Hi, habe seit ein paar Monaten Windows 8.1 am laufen. Doch seit einigen Wochen bekomme ich immer wieder die Fehlermeldung "Hostprozess für Windows-Aufgaben funktioniert nicht mehr". Das tritt immer auf wenn man eine weile nicht am PC ist. Manchmal sogar gleich 9-10 Fenster auf einmal!!!

Habe schon einiges versucht... dll reparieren bzw ersetzen hat nichts gebracht. Im Taskmanager die Anwendung finden und ausschalten ging auch nicht.

Weiß zufällig jemand woran das liegen könnte und wie man die nervige Meldung weg bekommt??

Sonst spüre ich keinerlei negative Auswirkungen! Alles funktioniert wie immer.

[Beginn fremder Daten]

//! Recursive resource-tree traversal.
//!
//! [`walk_resource`] compiles one resource node and its sub-resources
//! into a [`FacadeDescriptor`]. A failure is fatal for the node's
//! subtree only: the walker records failed sub-resources as diagnostics
//! on the context and keeps compiling siblings.
//!
//! The incoming [`PathKeyChain`] carries the key registrations of every
//! ancestor. The walker binds builders against that chain, then extends
//! a copy with this resource's own key names before recursing, so
//! sibling branches never observe each other's keys.

use std::collections::BTreeSet;
use std::rc::Rc;
use std::str::FromStr;

use restive_define::{
    ActionSchema, FinderSchema, ResourceKind, ResourceMethod, ResourceSchema, RestMethodSchema,
};

use crate::builders::{action_builders, crud_builders, finder_builders};
use crate::context::CompilationContext;
use crate::descriptor::{FacadeDescriptor, PathKey, PathKeyChain, ResourceSpec};
use crate::errors::CompilerError;
use crate::keys::{KeyShape, resolve_key};
use crate::naming::pascal_case;
use crate::uri::UriTemplate;
use crate::validation::validate_resource;

/// The per-shape declaration lists the walker consumes.
struct ShapeParts<'a> {
    supports: &'a [String],
    methods: &'a [RestMethodSchema],
    finders: &'a [FinderSchema],
    resource_actions: &'a [ActionSchema],
    entity_actions: &'a [ActionSchema],
    subresources: &'a [ResourceSchema],
}

fn shape_parts<'a>(kind: ResourceKind<'a>) -> ShapeParts<'a> {
    match kind {
        ResourceKind::Collection(collection) => ShapeParts {
            supports: &collection.supports,
            methods: &collection.methods,
            finders: &collection.finders,
            resource_actions: &collection.actions,
            entity_actions: collection
                .entity
                .as_ref()
                .map(|e| e.actions.as_slice())
                .unwrap_or(&[]),
            subresources: collection
                .entity
                .as_ref()
                .map(|e| e.subresources.as_slice())
                .unwrap_or(&[]),
        },
        ResourceKind::Association(association) => ShapeParts {
            supports: &association.supports,
            methods: &association.methods,
            finders: &association.finders,
            resource_actions: &association.actions,
            entity_actions: association
                .entity
                .as_ref()
                .map(|e| e.actions.as_slice())
                .unwrap_or(&[]),
            subresources: association
                .entity
                .as_ref()
                .map(|e| e.subresources.as_slice())
                .unwrap_or(&[]),
        },
        ResourceKind::ActionsSet(set) => ShapeParts {
            supports: &[],
            methods: &[],
            finders: &[],
            resource_actions: &set.actions,
            entity_actions: &[],
            subresources: &[],
        },
    }
}

/// Compiles one resource node and its subtree into a facade descriptor.
///
/// ## Errors
///
/// - [`CompilerError::UnsupportedResourceShape`] when the node populates
///   no shape branch, or more than one
/// - [`CompilerError::SchemaValidation`] for structural violations,
///   including path variables no ancestor registered a key for
/// - [`CompilerError::DuplicateKeyName`] when this resource's key name
///   collides with an ancestor's
/// - [`CompilerError::TypeResolution`] when a key, value, parameter, or
///   return type reference does not resolve
///
/// A failed sub-resource becomes a diagnostic on `ctx` and is omitted
/// from the facade; its siblings still compile.
pub fn walk_resource(
    resource: &ResourceSchema,
    chain: &PathKeyChain,
    ctx: &mut CompilationContext<'_>,
) -> Result<FacadeDescriptor, CompilerError> {
    let kind = resource
        .kind()
        .map_err(|e| CompilerError::UnsupportedResourceShape {
            resource: e.resource,
        })?;

    let validation = validate_resource(resource);
    if !validation.is_ok() {
        return Err(CompilerError::SchemaValidation {
            resource: resource.name.clone(),
            violations: validation.into_violations(),
        });
    }

    let uri = UriTemplate::new(&resource.path);
    let unknown: Vec<String> = uri
        .variables()
        .into_iter()
        .filter(|&var| !chain.contains(var))
        .map(|var| {
            format!(
                "path variable '{}' has no key registered by an ancestor resource",
                var
            )
        })
        .collect();
    if !unknown.is_empty() {
        return Err(CompilerError::SchemaValidation {
            resource: resource.name.clone(),
            violations: unknown,
        });
    }

    let key = resolve_key(resource, &mut ctx.resolver)?;

    let own_keys = own_path_keys(kind, &key);
    for own_key in &own_keys {
        if chain.contains(&own_key.name) {
            return Err(CompilerError::DuplicateKeyName {
                resource: resource.name.clone(),
                name: own_key.name.clone(),
            });
        }
    }
    let extended = chain.extended(own_keys);

    let parts = shape_parts(kind);

    let supported: BTreeSet<ResourceMethod> = parts
        .supports
        .iter()
        .filter_map(|entry| ResourceMethod::from_str(entry).ok())
        .collect();

    let value_type = match (&resource.schema, kind) {
        (_, ResourceKind::ActionsSet(_)) => None,
        (Some(schema), _) => Some(ctx.resolver.resolve_ref(schema)?),
        (None, _) => None,
    };

    let spec = Rc::new(ResourceSpec {
        supported,
        assoc_keys: key.assoc_keys().to_vec(),
        key,
        value_type,
    });

    let namespace = resource.namespace.as_deref();
    let type_name = format!("{}Builders", pascal_case(&resource.name));
    ctx.claim_type_name(namespace, &type_name);

    let mut builders = crud_builders(&resource.name, namespace, &spec, chain, parts.methods, ctx)?;
    builders.extend(finder_builders(
        &resource.name,
        namespace,
        &spec,
        chain,
        parts.finders,
        ctx,
    )?);
    builders.extend(action_builders(
        &resource.name,
        namespace,
        &spec,
        chain,
        parts.resource_actions,
        parts.entity_actions,
        ctx,
    )?);

    let mut subresources = Vec::new();
    for sub in parts.subresources {
        match walk_resource(sub, &extended, ctx) {
            Ok(facade) => subresources.push(facade),
            Err(err) => ctx.diagnostic(sub.path.clone(), err.to_string()),
        }
    }

    Ok(FacadeDescriptor {
        type_name,
        resource_name: resource.name.clone(),
        namespace: resource.namespace.clone(),
        uri,
        doc: resource.doc.clone(),
        spec,
        builders,
        subresources,
    })
}

/// The key names this resource registers for its sub-resources.
fn own_path_keys(kind: ResourceKind<'_>, key: &KeyShape) -> Vec<PathKey> {
    match kind {
        ResourceKind::Collection(collection) => collection
            .identifier
            .as_ref()
            .map(|identifier| {
                vec![PathKey {
                    name: identifier.name.clone(),
                    ty: key.key_type(),
                }]
            })
            .unwrap_or_default(),
        ResourceKind::Association(_) => key
            .assoc_keys()
            .iter()
            .map(|(name, ty)| PathKey {
                name: name.clone(),
                ty: ty.clone(),
            })
            .collect(),
        ResourceKind::ActionsSet(_) => Vec::new(),
    }
}
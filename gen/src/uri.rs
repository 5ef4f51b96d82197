//! URI templates and path-variable extraction.
//!
//! Resource paths are URI templates with `{var}` placeholders
//! (`/widgets/{widgetId}/orders`). The compiler extracts the template
//! variables to bind path keys, and computes the rewritten template used
//! when a caller overrides the resource's name.

use std::fmt;

/// Extracts variable names from a path template, in order of appearance.
///
/// ## Examples
///
/// ```
/// use restive_gen::uri::extract_path_variables;
///
/// assert_eq!(extract_path_variables("/widgets"), Vec::<&str>::new());
/// assert_eq!(
///     extract_path_variables("/widgets/{widgetId}/orders/{orderId}"),
///     vec!["widgetId", "orderId"]
/// );
/// ```
pub fn extract_path_variables(path: &str) -> Vec<&str> {
    let mut variables = Vec::new();
    let mut start = 0;

    for (idx, c) in path.char_indices() {
        if c == '{' {
            start = idx + 1;
        } else if c == '}' && start > 0 {
            let variable = &path[start..idx];
            if !variable.is_empty() {
                variables.push(variable);
            }
            start = 0;
        }
    }

    variables
}

/// A resource's base-URI template.
///
/// The stored form has no leading slash; clients join it onto whatever
/// service prefix they use.
#[derive(Debug, Clone, PartialEq)]
pub struct UriTemplate {
    template: String,
}

impl UriTemplate {
    /// Creates a template from a document path, stripping a leading `/`.
    pub fn new(path: &str) -> Self {
        Self {
            template: path.strip_prefix('/').unwrap_or(path).to_string(),
        }
    }

    /// The template text.
    pub fn as_str(&self) -> &str {
        &self.template
    }

    /// Template variables in order of appearance.
    pub fn variables(&self) -> Vec<&str> {
        extract_path_variables(&self.template)
    }

    /// Returns true when the template addresses a nested resource.
    pub fn has_parent_segment(&self) -> bool {
        self.template.contains('/')
    }

    /// Rewrites the resource's own (last) path component to `name`.
    ///
    /// Ancestor segments and their variables are preserved, so the
    /// rewrite works at any nesting depth. For a top-level resource the
    /// whole template is the last component and is replaced outright.
    ///
    /// ## Examples
    ///
    /// ```
    /// use restive_gen::uri::UriTemplate;
    ///
    /// let top = UriTemplate::new("/widgets");
    /// assert_eq!(top.with_resource_name("gadgets"), "gadgets");
    ///
    /// let nested = UriTemplate::new("/widgets/{widgetId}/orders");
    /// assert_eq!(
    ///     nested.with_resource_name("purchases"),
    ///     "widgets/{widgetId}/purchases"
    /// );
    /// ```
    pub fn with_resource_name(&self, name: &str) -> String {
        match self.template.rfind('/') {
            Some(idx) => format!("{}/{}", &self.template[..idx], name),
            None => name.to_string(),
        }
    }
}

impl fmt::Display for UriTemplate {
    fn fmt(&self, f: &mut fmt::Formatter<'_>) -> fmt::Result {
        write!(f, "{}", self.template)
    }
}
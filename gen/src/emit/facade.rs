//! Facade struct generation.
//!
//! Each [`FacadeDescriptor`] renders to a struct owning the resource's
//! base-URI template, with one factory method per builder and the
//! resource's runtime spec constructed in one place.

use proc_macro2::TokenStream;
use quote::{format_ident, quote};

use crate::descriptor::FacadeDescriptor;
use crate::errors::CompilerError;
use crate::naming::{pascal_case, snake_case};

/// Generates the facade struct and impl for one descriptor.
pub fn generate_facade(facade: &FacadeDescriptor) -> Result<TokenStream, CompilerError> {
    let type_name = format_ident!("{}", facade.type_name);
    let template = facade.uri.as_str();

    let doc = match &facade.doc {
        Some(doc) => doc.clone(),
        None => format!("Request builder factory for the `{}` resource.", facade.resource_name),
    };

    // The override constructor rewrites only the resource's own (last)
    // path component; ancestor segments survive at any nesting depth.
    let rewrite_body = match template.rfind('/') {
        Some(idx) => {
            let prefix = &template[..idx];
            quote! {
                Self {
                    base_uri_template: format!("{}/{}", #prefix, resource_name),
                }
            }
        }
        None => quote! {
            Self {
                base_uri_template: resource_name.to_string(),
            }
        },
    };

    let spec_expr = resource_spec_expr(facade);

    let factories = facade.builders.iter().map(|builder| {
        let method = format_ident!("{}", snake_case(&builder.factory_method));
        let builder_ty = format_ident!("{}", builder.type_name);
        let factory_doc = builder
            .doc
            .as_ref()
            .map(|doc| quote! { #[doc = #doc] });
        quote! {
            #factory_doc
            pub fn #method(&self) -> #builder_ty {
                #builder_ty::new(&self.base_uri_template, Self::resource_spec())
            }
        }
    });

    Ok(quote! {
        #[doc = #doc]
        pub struct #type_name {
            base_uri_template: String,
        }

        impl #type_name {
            pub fn new() -> Self {
                Self {
                    base_uri_template: #template.to_string(),
                }
            }

            /// Creates the facade with the resource's own path component
            /// replaced by `resource_name`.
            pub fn with_resource_name(resource_name: &str) -> Self {
                #rewrite_body
            }

            fn resource_spec() -> restive_client::ResourceSpec {
                #spec_expr
            }

            #(#factories)*
        }

        impl Default for #type_name {
            fn default() -> Self {
                Self::new()
            }
        }
    })
}

/// The runtime `ResourceSpec` constructor expression.
fn resource_spec_expr(facade: &FacadeDescriptor) -> TokenStream {
    let spec = &facade.spec;
    if spec.supported.is_empty() && spec.assoc_keys.is_empty() {
        return quote! { restive_client::ResourceSpec::none() };
    }

    let operations = spec.supported.iter().map(|method| {
        let variant = format_ident!("{}", pascal_case(&method.to_string()));
        quote! { restive_client::Operation::#variant }
    });
    let key_parts = spec.assoc_keys.iter().map(|(name, ty)| {
        let type_name = ty.full_path();
        quote! { .with_key_part(#name, #type_name) }
    });

    quote! {
        restive_client::ResourceSpec::new([#(#operations),*])
            #(#key_parts)*
    }
}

Hier ein Auszug aus der Problemsignatur:

Problemsignatur:
  Problemereignisname:	APPCRASH
  Anwendungsname:	taskhost.exe
  Anwendungsversion:	6.3.9600.17031
  Anwendungszeitstempel:	53087135
  Fehlermodulname:	ntdll.dll
  Fehlermodulversion:	6.3.9600.17031
  Fehlermodulzeitstempel:	530895af
  Ausnahmecode:	c0000008
  Ausnahmeoffset:	000000000009ca6a
  Betriebsystemversion:	6.3.9600.2.0.0.256.48
  Gebietsschema-ID:	1031
  Zusatzinformation 1:	453d
  Zusatzinformation 2:	453dce27bac1f8292fa476a3bbaae83e
  Zusatzinformation 3:	315d
  Zusatzinformation 4:	315d75e775e303879ed0684844a54a85


----------



## informatrixx (28. Mai 2014)

*AW: Hostprozess für Windows-Aufgaben funktioniert nicht mehr (taskhost.exe ntdll.dll) Windows 8*

Ich würde mal cmd.exe als Administrator starten und dann das eingeben:

sfc /scannow

das sollte Windows wieder reparieren


----------



## Blutonium90 (29. Mai 2014)

*AW: Hostprozess für Windows-Aufgaben funktioniert nicht mehr (taskhost.exe ntdll.dll) Windows 8*

Danke für die Antwort.

Aber das hat wohl leider nicht geholfen..


----------



## Gast20140707_2 (29. Mai 2014)

*AW: Hostprozess für Windows-Aufgaben funktioniert nicht mehr (taskhost.exe ntdll.dll) Windows 8*

Prüfe einmal dein System mit dem AdwCleaner. Aber nicht wild löschen lassen wenn ein Ergebnis kommt. Lieber die gefundenen Sachen durchgehen und nur wenn Du dir sicher bist löschen lassen.

Wie schaut dein Energiesparplan aus?


----------



## Blutonium90 (29. Mai 2014)

*AW: Hostprozess für Windows-Aufgaben funktioniert nicht mehr (taskhost.exe ntdll.dll) Windows 8*

Hab ich gerade durchlaufen lassen und einiges gelöscht.

In den Energiesparoptionen hab ich zum testen mal alles auf Höchstleistung gestellt.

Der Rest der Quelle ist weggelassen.